Tomato is the great crime-stopper from Oarg. He’s a planet-wide superhero who single-handedly stopped an alien invasion. Now one of his own, a villain named Wintergreen, is seeking to eliminate him and conquer the world. Their misadventures, thanks to some of Wintergreen’s bumbling cronies, crash land them on an unknown planet—EAR-TH. Will Tomato be able to stop Wintergreen? Will he be able to save his friends? Will he be able to return them home?

Tomato and Pea will delight a second through sixth grade audience. There’s a big adventure going on here that involves cool techy gadgets like jetpacks, super charged StunGun 5000s, Enemy-Neutralizer ray pistols, and Chameleon Cloaks, not to mention the complex control panel of a spaceship named the SS Poofy (my kids LOVED that name). But what delighted me most was the artistry with which Erik related his story. Consider the following:

Light moments can make any book more fun, and this one is sprinkled with plenty of dry humor. For example, as they’re about to crash land, Tomato asks, “Where are we going down?” “Somewhere called O-HI-O,” I said. “O-HI-O sounds friendly.”

Erik also gives his characters very distinct personalities. Pea is an over-packer who’s ready for any situation. His gear—including a tuba—often sparks a smile and comes in handy in prickly situations. Poppy Lobster is a trivia lover who often spouts off random facts when nobody’s really in the mood to listen to them. (He’s also banned from the reference section of the library.) And Skew isn’t a very good crime-fighting agent, but “he could make a stew out of a carrot, some rubber bands and a cardboard box and everyone would stand in line for it.”
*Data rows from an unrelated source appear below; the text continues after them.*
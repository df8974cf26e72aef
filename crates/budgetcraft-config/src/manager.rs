use std::{
    fs::{self, File},
    io::{BufReader, Write},
    path::{Path, PathBuf},
};

use crate::{Config, ConfigError};

const CONFIG_DIR: &str = "config";
const CONFIG_FILE: &str = "config.json";

/// Reads and writes the JSON config file of one BudgetCraft home.
#[derive(Debug, Clone)]
pub struct ConfigManager {
    config_path: PathBuf,
}

impl ConfigManager {
    pub fn new(config_path: PathBuf) -> Self {
        Self { config_path }
    }

    /// Places the config file at `<home>/config/config.json`.
    pub fn with_base_dir(home: PathBuf) -> Result<Self, ConfigError> {
        let dir = home.join(CONFIG_DIR);
        fs::create_dir_all(&dir)?;
        Ok(Self::new(dir.join(CONFIG_FILE)))
    }

    pub fn config_path(&self) -> &Path {
        &self.config_path
    }

    /// Stored config, or [`Config::default`] when the file does not exist.
    pub fn load(&self) -> Result<Config, ConfigError> {
        if !self.config_path.is_file() {
            return Ok(Config::default());
        }
        let reader = BufReader::new(File::open(&self.config_path)?);
        serde_json::from_reader(reader).map_err(|err| {
            ConfigError::Serde(format!("{}: {err}", self.config_path.display()))
        })
    }

    /// Like [`ConfigManager::load`], but writes the defaults out on first run
    /// so users have a file to edit.
    pub fn load_or_create(&self) -> Result<Config, ConfigError> {
        if self.config_path.is_file() {
            return self.load();
        }
        let config = Config::default();
        self.save(&config)?;
        Ok(config)
    }

    /// Writes next to the target and renames over it.
    pub fn save(&self, config: &Config) -> Result<(), ConfigError> {
        if let Some(parent) = self.config_path.parent() {
            fs::create_dir_all(parent)?;
        }
        let mut json = serde_json::to_string_pretty(config)
            .map_err(|err| ConfigError::Serde(err.to_string()))?;
        json.push('\n');

        let staging = self.config_path.with_extension("json.tmp");
        {
            let mut file = File::create(&staging)?;
            file.write_all(json.as_bytes())?;
            file.sync_all()?;
        }
        fs::rename(&staging, &self.config_path)?;
        Ok(())
    }
}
This young author also has a handle on creative word pictures. Here’s a description of Sergeant Marsh (whose name is also well-chosen) by way of example: “Marsh was round like a ball that was starting to lose its air. Marsh’s color made him look like a big mud-pie.” Or this description of Pye: “His shape reminded Wintergreen of a crayon that was overused.” Are you starting to get the idea that this 11-year-old doesn’t really write like an 11-year-old?

Now take in this larger sample of Erik’s detail and smooth writing style (and humor again): The electrical systems failed and everything went black. The ship shot through the air, bounced off of a boulder, shot through tree tops, skidded across several rooftops and crashed into the chimney stack on a building. The lower section of the ship was lost in the impact. Fortunately the upper section, containing the control room, was not severely damaged in the landing.After a few minutes a faint glow appeared in a corner of the control room. “I knew these would come in handy,” I (Pea, the over-packer) said happily as I passed out glow sticks to the others.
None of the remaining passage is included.